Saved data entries
⁂
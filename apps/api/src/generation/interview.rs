//! Interview preparation: tailored question/answer pairs, and feedback on a
//! candidate's own answer to one of them.

use crate::generation::language::Language;
use crate::generation::models::{InterviewFeedbackResult, InterviewPrepResult};
use crate::generation::prompts::{
    FEEDBACK_PROMPT_TEMPLATE, INTERVIEW_PREP_CV_CONTEXT_TEMPLATE, INTERVIEW_PREP_PROMPT_TEMPLATE,
};
use crate::llm_client::prompts::{fill_template, JSON_ONLY_INSTRUCTION};
use crate::llm_client::{ContractError, LlmClient};

pub const INTERVIEW_PREP_TEMPERATURE: f32 = 0.5;
pub const FEEDBACK_TEMPERATURE: f32 = 0.4;

/// A CV block is only added when `cv_text` is present and not blank.
pub fn build_interview_prep_prompt(
    job_description: &str,
    cv_text: Option<&str>,
    language: Language,
) -> String {
    let cv_context = cv_text
        .filter(|cv| !cv.trim().is_empty())
        .map(|cv| fill_template(INTERVIEW_PREP_CV_CONTEXT_TEMPLATE, &[("cv_text", cv)]))
        .unwrap_or_default();

    fill_template(
        INTERVIEW_PREP_PROMPT_TEMPLATE,
        &[
            ("language", language.display_name()),
            ("cv_context", cv_context.as_str()),
            ("job_description", job_description),
            ("json_only", JSON_ONLY_INSTRUCTION),
        ],
    )
}

pub fn build_feedback_prompt(question: &str, user_answer: &str, language: Language) -> String {
    fill_template(
        FEEDBACK_PROMPT_TEMPLATE,
        &[
            ("language", language.display_name()),
            ("question", question),
            ("user_answer", user_answer),
            ("json_only", JSON_ONLY_INSTRUCTION),
        ],
    )
}

/// The model is asked for 5–7 questions; the count it returns is not checked.
pub async fn generate_interview_prep(
    llm: &LlmClient,
    job_description: &str,
    cv_text: Option<&str>,
    language: Language,
) -> Result<InterviewPrepResult, ContractError> {
    let prompt = build_interview_prep_prompt(job_description, cv_text, language);
    llm.generate_structured(&prompt, INTERVIEW_PREP_TEMPERATURE)
        .await
}

/// An empty `user_answer` is still sent; callers decide whether to allow it.
pub async fn get_feedback_on_answer(
    llm: &LlmClient,
    question: &str,
    user_answer: &str,
    language: Language,
) -> Result<InterviewFeedbackResult, ContractError> {
    let prompt = build_feedback_prompt(question, user_answer, language);
    llm.generate_structured(&prompt, FEEDBACK_TEMPERATURE)
        .await
}
use axum::extract::multipart::MultipartError;
use axum::extract::Multipart;
use axum::http::StatusCode;
use axum::Json;
use serde::Serialize;
use tracing::info;

use crate::documents::{extract_text, ExtractError, MAX_UPLOAD_BYTES};
use crate::errors::AppError;

#[derive(Debug, Serialize)]
pub struct ExtractResponse {
    pub text: String,
}

/// The route's body limit surfaces as a multipart error mid-stream.
fn upload_error(err: MultipartError, context: &str) -> AppError {
    if err.status() == StatusCode::PAYLOAD_TOO_LARGE {
        return ExtractError::TooLarge {
            limit: MAX_UPLOAD_BYTES,
        }
        .into();
    }
    AppError::Validation(format!("{context}: {}", err.body_text()))
}

/// POST /api/v1/cv/extract
///
/// Multipart upload with a single `file` field (PDF or DOCX, at most 5 MB).
pub async fn handle_extract_cv(mut multipart: Multipart) -> Result<Json<ExtractResponse>, AppError> {
    while let Some(field) = multipart
        .next_field()
        .await
        .map_err(|e| upload_error(e, "Invalid multipart body"))?
    {
        if field.name() != Some("file") {
            continue;
        }

        let content_type = field.content_type().map(str::to_string);
        let file_name = field.file_name().map(str::to_string);
        let bytes = field
            .bytes()
            .await
            .map_err(|e| upload_error(e, "Could not read upload"))?;

        info!(
            "Extracting CV text: name={:?}, type={:?}, bytes={}",
            file_name,
            content_type,
            bytes.len()
        );

        let text = tokio::task::spawn_blocking(move || {
            extract_text(&bytes, content_type.as_deref(), file_name.as_deref())
        })
        .await
        .map_err(|e| ExtractError::Processing(e.to_string()))??;

        return Ok(Json(ExtractResponse { text }));
    }

    Err(AppError::Validation(
        "multipart field 'file' is required".to_string(),
    ))
}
⁂
Lines from the one containing "let text = tokio::task::spawn_blocking(move" through the final line of the entries above are to be output exactly; omit all others.

        let text = tokio::task::spawn_blocking(move || {
            extract_text(&bytes, content_type.as_deref(), file_name.as_deref())
        })
        .await
        .map_err(|e| ExtractError::Processing(e.to_string()))??;

        return Ok(Json(ExtractResponse { text }));
    }

    Err(AppError::Validation(
        "multipart field 'file' is required".to_string(),
    ))
}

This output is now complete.